FRANCE · STATUTORY DATA

Paid family leave tax

Last verified
recently
Jurisdiction
France (FR)

France's paid family leave tax is a statutory contribution levied on employers to fund family-related benefits and leave entitlements. As of 2024, the contribution rate stands at 5.40% of gross payroll, calculated on employee wages up to the social security ceiling (currently €43,992 annually).

This tax finances multiple family support programs including parental leave, adoption leave, and childcare subsidies. The contribution applies to all employers with employees subject to the French social security system, regardless of company size or sector. Both the employer and employee bear portions of this obligation, though the employer's contribution represents the primary statutory burden.

The legal framework governing paid family leave tax is established under the French Social Security Code (Code de la Sécurité Sociale), specifically through regulations administered by the Caisse d'Allocations Familiales (CAF). The contribution is collected alongside other mandatory social charges through the unified social contribution system.

Recent changes to family leave provisions took effect on January 1, 2023, expanding parental leave eligibility and adjusting benefit calculations. These modifications affected contribution calculations for employers managing extended leave scenarios.
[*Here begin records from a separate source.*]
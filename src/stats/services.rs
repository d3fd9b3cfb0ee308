use super::engine;
use super::models::{BestStreak, DashboardStats, HabitStats, HabitWeekRow, WeekDay, WeekGrid};
use crate::common::ApiError;
use crate::completions::services::CompletionsService;
use crate::habits::services::HabitsService;
use chrono::{Days, NaiveDate};
use futures::future;
use sqlx::SqlitePool;
use std::collections::HashSet;
use tracing::warn;

/// Dashboard aggregator: fans out per-habit engine computations and
/// assembles the summary list, best-streak reduction, and week grid.
pub struct StatsService {
    db: SqlitePool,
}

impl StatsService {
    pub fn new(db: SqlitePool) -> Self {
        Self { db }
    }

    /// Per-habit summaries for the user's active habits
    ///
    /// Each habit's computation is independent and read-only, so they run
    /// concurrently. "today" arrives from the handler so every habit in one
    /// dashboard render sees the same calendar day.
    pub async fn dashboard_stats(
        &self,
        user_id: &str,
        today: NaiveDate,
    ) -> Result<DashboardStats, ApiError> {
        let habits_service = HabitsService::new(self.db.clone());
        let habits = habits_service.get_active_habits(user_id).await?;
        let total_habits = habits.len();

        let tasks = habits.into_iter().map(|habit| {
            let completions_service = CompletionsService::new(self.db.clone());
            let user_id = user_id.to_string();

            async move {
                let raw_dates = completions_service
                    .dates_for_habit(&user_id, &habit.id)
                    .await?;
                let dates = parse_stored_dates(&habit.id, &raw_dates);
                let date_set: HashSet<NaiveDate> = dates.iter().copied().collect();

                Ok::<HabitStats, ApiError>(HabitStats {
                    habit_id: habit.id,
                    habit_name: habit.name,
                    habit_emoji: habit.emoji,
                    current_streak: engine::current_streak(&date_set, today),
                    completion_rate_7d: engine::completion_rate(&dates, today, 7),
                })
            }
        });

        let results = future::join_all(tasks).await;

        let mut stats = Vec::with_capacity(total_habits);
        for result in results {
            stats.push(result?);
        }

        // Best-streak reduction: strict > keeps the first-seen habit on ties
        let mut best_streak: Option<BestStreak> = None;
        for s in &stats {
            if s.current_streak == 0 {
                continue;
            }
            let beats = best_streak
                .as_ref()
                .map_or(true, |b| s.current_streak > b.streak);
            if beats {
                best_streak = Some(BestStreak {
                    streak: s.current_streak,
                    habit_name: s.habit_name.clone(),
                    habit_emoji: s.habit_emoji.clone(),
                });
            }
        }

        let completed_today = self.completed_today_count(user_id, today, &stats).await?;

        Ok(DashboardStats {
            stats,
            best_streak,
            completed_today,
            total_habits,
        })
    }

    /// 7-day-by-habit completion matrix, oldest day first
    ///
    /// Pure membership test against the window's completion set - the streak
    /// engine plays no part here.
    pub async fn week_grid(&self, user_id: &str, today: NaiveDate) -> Result<WeekGrid, ApiError> {
        let habits_service = HabitsService::new(self.db.clone());
        let completions_service = CompletionsService::new(self.db.clone());

        let habits = habits_service.get_active_habits(user_id).await?;

        let days: Vec<WeekDay> = last_n_days(today, 7)
            .into_iter()
            .map(|date| WeekDay {
                date: date.format("%Y-%m-%d").to_string(),
                label: date.format("%a").to_string(),
            })
            .collect();

        let window_start = &days[0].date;
        let window_end = &days[days.len() - 1].date;

        let completions = completions_service
            .completions_in_range(user_id, window_start, window_end)
            .await?;

        let done_set: HashSet<(String, String)> = completions
            .into_iter()
            .map(|c| (c.habit_id, c.completed_date))
            .collect();

        let habit_rows = habits
            .into_iter()
            .map(|habit| {
                let done = days
                    .iter()
                    .map(|day| done_set.contains(&(habit.id.clone(), day.date.clone())))
                    .collect();

                HabitWeekRow {
                    habit_id: habit.id,
                    habit_name: habit.name,
                    habit_emoji: habit.emoji,
                    done,
                }
            })
            .collect();

        Ok(WeekGrid {
            days,
            habits: habit_rows,
        })
    }

    /// How many of the user's active habits are marked done today
    async fn completed_today_count(
        &self,
        user_id: &str,
        today: NaiveDate,
        stats: &[HabitStats],
    ) -> Result<usize, ApiError> {
        let completions_service = CompletionsService::new(self.db.clone());
        let today_str = today.format("%Y-%m-%d").to_string();

        let todays = completions_service
            .completions_in_range(user_id, &today_str, &today_str)
            .await?;

        let done_today: HashSet<String> = todays.into_iter().map(|c| c.habit_id).collect();

        // Count against active habits only; completions on archived habits
        // still exist but don't show on the dashboard
        Ok(stats
            .iter()
            .filter(|s| done_today.contains(&s.habit_id))
            .count())
    }
}

/// Parse stored YYYY-MM-DD strings, skipping anything unparseable
///
/// The store only ever receives validated dates, so a parse failure here
/// means a hand-edited row; it is logged and excluded rather than poisoning
/// the whole dashboard.
fn parse_stored_dates(habit_id: &str, raw_dates: &[String]) -> Vec<NaiveDate> {
    raw_dates
        .iter()
        .filter_map(|raw| match NaiveDate::parse_from_str(raw, "%Y-%m-%d") {
            Ok(date) => Some(date),
            Err(e) => {
                warn!(
                    habit_id = %habit_id,
                    date = %raw,
                    error = %e,
                    "Skipping unparseable completion date"
                );
                None
            }
        })
        .collect()
}

/// The last `n` calendar days ending at `today`, oldest first
fn last_n_days(today: NaiveDate, n: u64) -> Vec<NaiveDate> {
    (0..n)
        .rev()
        .map(|offset| {
            today
                .checked_sub_days(Days::new(offset))
                .unwrap_or(NaiveDate::MIN)
        })
        .collect()
}
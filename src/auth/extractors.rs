//! Authentication extractors for Axum

use async_trait::async_trait;
use axum::{
    extract::{Extension, FromRequestParts},
    http::{header::AUTHORIZATION, request::Parts},
};
use jsonwebtoken::{decode, Algorithm, DecodingKey, Validation};
use std::sync::Arc;
use tokio::sync::RwLock;
use tracing::{debug, error, warn};

use super::models::{Claims, User};
use crate::common::{safe_email_log, ApiError, AppState};

/// Authenticated user extractor
///
/// Validates the bearer JWT and loads the user from the database. Every
/// protected handler receives one of these; ownership checks downstream key
/// off `id`.
#[derive(Debug)]
pub struct AuthedUser {
    pub id: String,
    pub email: String,
}

#[async_trait]
impl<S> FromRequestParts<S> for AuthedUser
where
    S: Send + Sync,
{
    type Rejection = ApiError;

    async fn from_request_parts(parts: &mut Parts, state: &S) -> Result<Self, Self::Rejection> {
        // Extract the Extension containing the AppState
        let Extension(state_lock): Extension<Arc<RwLock<AppState>>> =
            Extension::from_request_parts(parts, state)
                .await
                .map_err(|_| ApiError::InternalServer("missing app state".to_string()))?;

        let app_state = state_lock.read().await.clone();

        // DEV MODE: Bypass authentication completely
        if app_state.dev_mode.is_enabled() {
            let dev_user = app_state.dev_mode.create_dev_user();

            debug!(
                user_id = %dev_user.id,
                email = %safe_email_log(&dev_user.email),
                "DEV MODE: Authentication bypassed"
            );

            return Ok(AuthedUser {
                id: dev_user.id,
                email: dev_user.email,
            });
        }

        // Extract Bearer token from Authorization header
        let token = parts
            .headers
            .get(AUTHORIZATION)
            .and_then(|h| h.to_str().ok())
            .map(|s| s.to_string());

        let token = match token {
            Some(t) => t,
            None => {
                warn!("Authentication failed: missing Authorization header");
                return Err(ApiError::Unauthorized("missing auth".into()));
            }
        };

        // Handle "Bearer <token>" format or raw token
        let bare_token = if let Some(rest) = token.strip_prefix("Bearer ") {
            rest.to_string()
        } else {
            token
        };

        // Validate JWT token
        let decoded = match decode::<Claims>(
            &bare_token,
            &DecodingKey::from_secret(app_state.jwt_secret.as_bytes()),
            &Validation::new(Algorithm::HS256),
        ) {
            Ok(d) => d,
            Err(e) => {
                warn!(error = %e, "JWT token validation failed");
                return Err(ApiError::Unauthorized("invalid token".into()));
            }
        };

        let user_id = decoded.claims.sub;

        // Look up user in database
        let user: Option<User> = sqlx::query_as::<_, User>("SELECT * FROM users WHERE id = ?")
            .bind(&user_id)
            .fetch_optional(&app_state.db)
            .await
            .map_err(|e| {
                error!(
                    error = %e,
                    user_id = %user_id,
                    "Database error during user lookup in authentication"
                );
                ApiError::DatabaseError(e)
            })?;

        match user {
            Some(u) => {
                debug!(
                    user_id = %u.id,
                    email = %safe_email_log(&u.email),
                    "User authentication successful via extractor"
                );
                Ok(AuthedUser {
                    id: u.id,
                    email: u.email,
                })
            }
            None => {
                warn!(user_id = %user_id, "Authentication failed: user not found in database");
                Err(ApiError::Unauthorized("user not found".into()))
            }
        }
    }
}
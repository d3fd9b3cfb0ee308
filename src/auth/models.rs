//! Authentication data models

use serde::{Deserialize, Serialize};
use sqlx::FromRow;

/// JWT claims structure
#[derive(Serialize, Deserialize, Debug)]
pub struct Claims {
    pub sub: String,
    pub exp: usize,
}

/// User database model
#[derive(FromRow, Serialize, Deserialize, Debug, Clone)]
pub struct User {
    pub id: String,
    pub email: String,
    pub name: Option<String>,
    #[serde(skip_serializing, default)]
    pub hashed_password: Option<String>,
    pub provider: Option<String>,
    pub created_at: Option<String>,
}

/// Signup request body
#[derive(Debug, Deserialize)]
pub struct SignupRequest {
    pub name: String,
    pub email: String,
    pub password: String,
}

/// Login request body
#[derive(Debug, Deserialize)]
pub struct LoginRequest {
    pub email: String,
    pub password: String,
}

/// Google ID token payload for OAuth
#[derive(Deserialize)]
pub struct GoogleIdTokenPayload {
    pub id_token: String,
}
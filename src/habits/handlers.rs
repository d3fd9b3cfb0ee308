use super::models::{CreateHabitRequest, SuccessResponse, UpdateHabitRequest};
use super::services::HabitsService;
use crate::auth::AuthedUser;
use crate::common::{ApiError, AppState};
use axum::{
    extract::{Extension, Path},
    http::StatusCode,
    response::IntoResponse,
    Json,
};
use std::sync::Arc;
use tokio::sync::RwLock;

// ============================================================================
// Habit CRUD Handlers
// ============================================================================

/// GET /api/habits - List the caller's active habits
pub async fn get_habits(
    Extension(state): Extension<Arc<RwLock<AppState>>>,
    user: AuthedUser,
) -> Result<impl IntoResponse, ApiError> {
    let app_state = state.read().await;
    let habits_service = HabitsService::new(app_state.db.clone());

    let habits = habits_service.get_active_habits(&user.id).await?;

    Ok(Json(serde_json::json!({ "habits": habits })))
}

/// POST /api/habits - Create a new habit
pub async fn create_habit(
    Extension(state): Extension<Arc<RwLock<AppState>>>,
    user: AuthedUser,
    Json(request): Json<CreateHabitRequest>,
) -> Result<impl IntoResponse, ApiError> {
    let app_state = state.read().await;
    let habits_service = HabitsService::new(app_state.db.clone());

    let habit = habits_service.create_habit(&user.id, request).await?;

    Ok((
        StatusCode::CREATED,
        Json(serde_json::json!({ "habit": habit })),
    ))
}

/// PUT /api/habits/:id - Update a habit
pub async fn update_habit(
    Extension(state): Extension<Arc<RwLock<AppState>>>,
    user: AuthedUser,
    Path(habit_id): Path<String>,
    Json(request): Json<UpdateHabitRequest>,
) -> Result<impl IntoResponse, ApiError> {
    let app_state = state.read().await;
    let habits_service = HabitsService::new(app_state.db.clone());

    let habit = habits_service
        .update_habit(&user.id, &habit_id, request)
        .await?;

    Ok(Json(serde_json::json!({ "habit": habit })))
}

/// DELETE /api/habits/:id - Archive a habit (soft delete)
pub async fn archive_habit(
    Extension(state): Extension<Arc<RwLock<AppState>>>,
    user: AuthedUser,
    Path(habit_id): Path<String>,
) -> Result<impl IntoResponse, ApiError> {
    let app_state = state.read().await;
    let habits_service = HabitsService::new(app_state.db.clone());

    habits_service.archive_habit(&user.id, &habit_id).await?;

    Ok(Json(SuccessResponse { success: true }))
}
//! # Completions Module
//!
//! This module owns completion facts - "habit H was done on calendar date D":
//! - Symmetric toggle (mark / unmark) keyed by (habit_id, completed_date)
//! - Range and per-habit date queries consumed by the stats module
//!
//! Dates are plain YYYY-MM-DD strings throughout; there is no time-of-day
//! and no timezone attached to a completion.

pub mod handlers;
pub mod models;
pub mod routes;
pub mod services;
pub mod validators;

#[cfg(test)]
mod tests;

pub use routes::completions_routes;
Employers and payroll teams must ensure accurate calculation and timely remittance of family leave contributions with monthly or quarterly social security declarations, depending on company size and turnover. Proper documentation of employee leave usage is essential for compliance, as is maintaining records demonstrating correct application of the contribution ceiling. Non-compliance can result in penalties and back-payment obligations with interest.